En ce qui concerne l’interception militaire israélienne, le 31 mai, d’un convoi de six bâtiments dans les eaux internationales avant d’atteindre Gaza, des amendements au rapport ont été déposés, précisant que l’enquête qui doit être menée par Israël « ne sera pas considérée comme crédible et impartiale par la communauté internationale en dépit de la participation de deux observateurs étrangers n’ayant pas le droit de vote ».
L’Assemblée a regretté que la politique consistant à isoler Gaza ait porté préjudice à la population civile sans isoler le Hamas et déclaré que même si Israël a « des intérêts de sécurité légitimes à protéger », le blocus actuel, malgré des aménagements mineurs, isole davantage Israël sans atteindre ses « objectifs clés ».

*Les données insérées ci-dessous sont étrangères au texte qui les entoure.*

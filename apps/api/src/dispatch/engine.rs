//! Dispatch: one transport call, one history record.
//!
//! Every attempt writes exactly one `SentEmailRecord`, whichever way the
//! transport call goes. A resend reuses the stored subject/body/recipient and
//! updates the same record's status. Batch operations run sequentially and an
//! item's failure never touches the other items.

use chrono::Utc;
use serde::Serialize;
use tracing::{error, info, warn};
use uuid::Uuid;

use crate::dispatch::attachments::resolve_attachments;
use crate::dispatch::transport::{MailTransport, OutboundEmail};
use crate::errors::AppError;
use crate::models::profile::non_empty;
use crate::models::sent_email::{NewSentEmail, SendStatus, SentEmailRecord};
use crate::state::AppState;
use crate::store::HistoryStore;

// ────────────────────────────────────────────────────────────────────────────
// Data models
// ────────────────────────────────────────────────────────────────────────────

#[derive(Debug, Clone)]
pub struct Dispatch {
    /// Originating generation request, when there was one.
    pub request_id: Option<Uuid>,
    pub email: OutboundEmail,
    /// Whether the resume made it into `email.attachments`.
    pub resume_attached: bool,
}

/// The written record plus the transport error, if the send failed.
#[derive(Debug, Clone)]
pub struct DispatchOutcome {
    pub record: SentEmailRecord,
    pub transport_error: Option<String>,
}

impl DispatchOutcome {
    /// Surfaces a failed send as `AppError::Transport`; the record is already stored.
    pub fn into_result(self) -> Result<SentEmailRecord, AppError> {
        match self.transport_error {
            None => Ok(self.record),
            Some(message) => Err(AppError::Transport(message)),
        }
    }
}

#[derive(Debug, Clone, Copy, PartialEq, Eq, Serialize)]
#[serde(rename_all = "snake_case")]
pub enum BatchItemStatus {
    Sent,
    Failed,
    Skipped,
}

#[derive(Debug, Clone, Serialize)]
pub struct BatchItem {
    pub id: Uuid,
    pub status: BatchItemStatus,
    #[serde(skip_serializing_if = "Option::is_none")]
    pub record_id: Option<Uuid>,
    #[serde(skip_serializing_if = "Option::is_none")]
    pub error: Option<String>,
}

#[derive(Debug, Clone, Default, Serialize)]
pub struct BatchReport {
    pub sent: usize,
    pub failed: usize,
    pub skipped: usize,
    pub results: Vec<BatchItem>,
}

impl BatchReport {
    fn push(&mut self, item: BatchItem) {
        match item.status {
            BatchItemStatus::Sent => self.sent += 1,
            BatchItemStatus::Failed => self.failed += 1,
            BatchItemStatus::Skipped => self.skipped += 1,
        }
        self.results.push(item);
    }

    fn push_outcome(&mut self, id: Uuid, outcome: DispatchOutcome) {
        let status = if outcome.transport_error.is_some() {
            BatchItemStatus::Failed
        } else {
            BatchItemStatus::Sent
        };
        self.push(BatchItem {
            id,
            status,
            record_id: Some(outcome.record.id),
            error: outcome.transport_error,
        });
    }
}

// ────────────────────────────────────────────────────────────────────────────
// Single sends
// ────────────────────────────────────────────────────────────────────────────

/// Sends once and records the outcome.
///
/// Fails without side effects when the transport is not configured. Otherwise
/// the only errors are store errors; a transport failure is reported in the
/// outcome after a `failed` record has been written.
pub async fn dispatch(
    transport: &dyn MailTransport,
    history: &dyn HistoryStore,
    outgoing: Dispatch,
) -> Result<DispatchOutcome, AppError> {
    if !transport.is_configured() {
        return Err(AppError::TransportNotConfigured);
    }

    let attachment_count = outgoing.email.attachments.len();
    let result = transport.send(&outgoing.email).await;

    let (status, resume_attached, transport_error) = match result {
        Ok(()) => {
            info!(
                "Email sent to {} with {attachment_count} attachment(s)",
                outgoing.email.to
            );
            (SendStatus::Sent, outgoing.resume_attached, None)
        }
        Err(e) => {
            error!("Email to {} failed: {e}", outgoing.email.to);
            (SendStatus::Failed, false, Some(e.to_string()))
        }
    };

    let OutboundEmail {
        to, subject, body, ..
    } = outgoing.email;
    let record = history
        .record(NewSentEmail {
            request_id: outgoing.request_id,
            recipient_email: to,
            subject,
            body,
            status,
            resume_attached,
        })
        .await?;

    Ok(DispatchOutcome {
        record,
        transport_error,
    })
}

/// Re-sends a stored record without attachments and updates its status in place.
pub async fn resend(
    transport: &dyn MailTransport,
    history: &dyn HistoryStore,
    record_id: Uuid,
) -> Result<DispatchOutcome, AppError> {
    let existing = history
        .get(record_id)
        .await?
        .ok_or_else(|| AppError::NotFound(format!("Sent email {record_id} not found")))?;

    if !transport.is_configured() {
        return Err(AppError::TransportNotConfigured);
    }

    let email = OutboundEmail {
        to: existing.recipient_email.clone(),
        subject: existing.subject.clone(),
        body: existing.body.clone(),
        attachments: Vec::new(),
    };

    let (status, transport_error) = match transport.send(&email).await {
        Ok(()) => {
            info!("Resent email {record_id} to {}", existing.recipient_email);
            (SendStatus::Sent, None)
        }
        Err(e) => {
            error!("Resend of {record_id} failed: {e}");
            (SendStatus::Failed, Some(e.to_string()))
        }
    };

    let record = history.update_status(record_id, status).await?;
    Ok(DispatchOutcome {
        record,
        transport_error,
    })
}

/// Optional replacements for a stored request's subject and body.
#[derive(Debug, Clone, Default)]
pub struct SendOverrides {
    pub subject: Option<String>,
    pub body: Option<String>,
}

/// Sends the body generated for a stored request, attaching the linked
/// profile's resume when there is one.
pub async fn send_request(
    state: &AppState,
    request_id: Uuid,
    overrides: SendOverrides,
) -> Result<DispatchOutcome, AppError> {
    let request = state
        .requests
        .get(request_id)
        .await?
        .ok_or_else(|| AppError::NotFound(format!("Generation request {request_id} not found")))?;

    let body = non_empty(overrides.body)
        .or_else(|| non_empty(request.generated_body.clone()))
        .ok_or_else(|| {
            AppError::Validation(format!(
                "Generation request {request_id} has no generated email body"
            ))
        })?;
    let subject = non_empty(overrides.subject).unwrap_or_else(|| request.default_subject());

    if !state.transport.is_configured() {
        return Err(AppError::TransportNotConfigured);
    }

    let profile = match request.profile_id {
        Some(profile_id) => {
            let profile = state.profiles.get(profile_id).await?;
            if profile.is_none() {
                warn!("Profile {profile_id} for request {request_id} no longer exists");
            }
            profile
        }
        None => None,
    };
    let resolved = match &profile {
        Some(profile) => {
            resolve_attachments(state.blobs.as_ref(), profile, None, Utc::now().date_naive())
                .await
        }
        None => Default::default(),
    };
    let resume_attached = resolved.resume_attached();

    dispatch(
        state.transport.as_ref(),
        state.history.as_ref(),
        Dispatch {
            request_id: Some(request.id),
            email: OutboundEmail {
                to: request.recipient_email,
                subject,
                body,
                attachments: resolved.into_vec(),
            },
            resume_attached,
        },
    )
    .await
}

// ────────────────────────────────────────────────────────────────────────────
// Batches
// ────────────────────────────────────────────────────────────────────────────

/// Sends each stored request in order. Requests without a body are skipped.
pub async fn send_requests_batch(
    state: &AppState,
    request_ids: &[Uuid],
) -> Result<BatchReport, AppError> {
    if !state.transport.is_configured() {
        return Err(AppError::TransportNotConfigured);
    }

    let mut report = BatchReport::default();
    for &id in request_ids {
        match send_request(state, id, SendOverrides::default()).await {
            Ok(outcome) => report.push_outcome(id, outcome),
            Err(e @ (AppError::Validation(_) | AppError::NotFound(_))) => {
                warn!("Skipping request {id} in batch: {e}");
                report.push(BatchItem {
                    id,
                    status: BatchItemStatus::Skipped,
                    record_id: None,
                    error: Some(e.to_string()),
                });
            }
            Err(e) => {
                error!("Request {id} in batch failed: {e}");
                report.push(BatchItem {
                    id,
                    status: BatchItemStatus::Failed,
                    record_id: None,
                    error: Some(e.to_string()),
                });
            }
        }
    }

    info!(
        "Batch send finished: {} sent, {} failed, {} skipped",
        report.sent, report.failed, report.skipped
    );
    Ok(report)
}

/// Resends each stored record in order.
pub async fn resend_batch(
    transport: &dyn MailTransport,
    history: &dyn HistoryStore,
    record_ids: &[Uuid],
) -> Result<BatchReport, AppError> {
    if !transport.is_configured() {
        return Err(AppError::TransportNotConfigured);
    }

    let mut report = BatchReport::default();
    for &id in record_ids {
        match resend(transport, history, id).await {
            Ok(outcome) => report.push_outcome(id, outcome),
            Err(e @ AppError::NotFound(_)) => report.push(BatchItem {
                id,
                status: BatchItemStatus::Skipped,
                record_id: None,
                error: Some(e.to_string()),
            }),
            Err(e) => {
                error!("Resend of {id} in batch failed: {e}");
                report.push(BatchItem {
                    id,
                    status: BatchItemStatus::Failed,
                    record_id: None,
                    error: Some(e.to_string()),
                });
            }
        }
    }
    Ok(report)
}
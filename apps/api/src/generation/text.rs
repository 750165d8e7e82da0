//! Small text helpers shared by the prompt builder, the fallback template and
//! the cover letter.

/// Placeholder rendered for absent optional fields.
pub const NOT_AVAILABLE: &str = "N/A";

/// Marker appended to truncated excerpts.
pub const ELLIPSIS: &str = "...";

/// Returns the trimmed text cut to `budget` characters, with [`ELLIPSIS`]
/// appended only when something was cut. Blank input yields `None`.
pub fn excerpt(text: &str, budget: usize) -> Option<String> {
    let text = text.trim();
    if text.is_empty() {
        return None;
    }
    if text.chars().count() <= budget {
        return Some(text.to_string());
    }
    let cut: String = text.chars().take(budget).collect();
    Some(format!("{}{ELLIPSIS}", cut.trim_end()))
}

/// The value, or `N/A` when absent or blank.
pub fn or_na(value: Option<&str>) -> &str {
    match value.map(str::trim) {
        Some(v) if !v.is_empty() => v,
        _ => NOT_AVAILABLE,
    }
}

/// Fills `{key}` placeholders in a single left-to-right pass.
///
/// Substituted values are never rescanned, so user text containing braces
/// cannot trigger a second substitution. Unknown placeholders are kept verbatim.
pub fn fill_template(template: &str, values: &[(&str, &str)]) -> String {
    let mut out = String::with_capacity(template.len() + 256);
    let mut rest = template;

    while let Some(open) = rest.find('{') {
        out.push_str(&rest[..open]);
        let after = &rest[open + 1..];
        match after.find('}') {
            Some(close) => {
                let key = &after[..close];
                match values.iter().find(|(k, _)| *k == key) {
                    Some((_, value)) => out.push_str(value),
                    None => {
                        out.push('{');
                        out.push_str(key);
                        out.push('}');
                    }
                }
                rest = &after[close + 1..];
            }
            None => {
                out.push_str(&rest[open..]);
                rest = "";
            }
        }
    }
    out.push_str(rest);
    out
}
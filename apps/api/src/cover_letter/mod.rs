//! Cover letter assembly (`document`) and PDF serialization (`pdf`).

pub mod document;
pub mod handlers;
pub mod pdf;

use chrono::NaiveDate;
use thiserror::Error;

use crate::errors::AppError;
use crate::generation::generator::JobPosting;
use crate::layout::PageConfig;
use crate::models::profile::Profile;

pub use document::{build_cover_letter, cover_letter_filename, CoverLetterDetails};

#[derive(Debug, Error)]
pub enum RenderError {
    #[error("profile is missing required field '{0}'")]
    MissingField(&'static str),

    #[error("PDF serialization failed: {0}")]
    Pdf(String),
}

impl From<RenderError> for AppError {
    fn from(err: RenderError) -> Self {
        AppError::Render(err.to_string())
    }
}

/// Builds the letter for `date` and serializes it to PDF bytes. CPU-bound.
pub fn render_cover_letter(
    profile: &Profile,
    job: &JobPosting,
    details: &CoverLetterDetails,
    date: NaiveDate,
) -> Result<Vec<u8>, RenderError> {
    let letter = build_cover_letter(profile, job, details, date)?;
    pdf::write_pdf(&letter, &PageConfig::a4_letter())
}
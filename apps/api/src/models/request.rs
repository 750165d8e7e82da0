use chrono::{DateTime, Utc};
use serde::{Deserialize, Serialize};
use sqlx::FromRow;
use uuid::Uuid;

/// One "produce an application email for job X" request.
///
/// `generated_body` is null until the generation step runs; once set it is never
/// cleared, only overwritten by a later generation on the same request.
#[derive(Debug, Clone, PartialEq, Serialize, Deserialize, FromRow)]
pub struct GenerationRequest {
    pub id: Uuid,
    pub profile_id: Option<Uuid>,
    /// Legacy path: ad hoc applicant name when no profile is referenced.
    pub applicant_name: Option<String>,
    /// Legacy path: comma-joined skills when no profile is referenced.
    pub skills: Option<String>,
    pub recipient_email: String,
    pub company: String,
    pub role: String,
    pub job_description: Option<String>,
    pub generated_body: Option<String>,
    pub created_at: DateTime<Utc>,
    pub updated_at: DateTime<Utc>,
}

impl GenerationRequest {
    /// Subject used when a stored request is sent without an explicit subject.
    pub fn default_subject(&self) -> String {
        format!("Application for {} at {}", self.role, self.company)
    }
}

/// Fields supplied when a generation request is first recorded.
#[derive(Debug, Clone)]
pub struct NewGenerationRequest {
    pub profile_id: Option<Uuid>,
    pub applicant_name: Option<String>,
    pub skills: Option<String>,
    pub recipient_email: String,
    pub company: String,
    pub role: String,
    pub job_description: Option<String>,
}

Se déclarant favorable au contrôle de la frontière de Gaza afin de protéger la population locale et les intérêts légitimes de sécurité des Israéliens, l’Assemblée a exhorté le gouvernement israélien à remplacer la liste restreinte des biens dont l’entrée à Gaza est actuellement autorisée par une liste de biens « qui peuvent raisonnablement être interdits pour des raisons de sécurité » et à coopérer avec les Nations unies de manière à ce que les matériaux nécessaires à la construction et à la reconstruction d’habitations, d’écoles et d’infrastructures médicales puissent être livrés.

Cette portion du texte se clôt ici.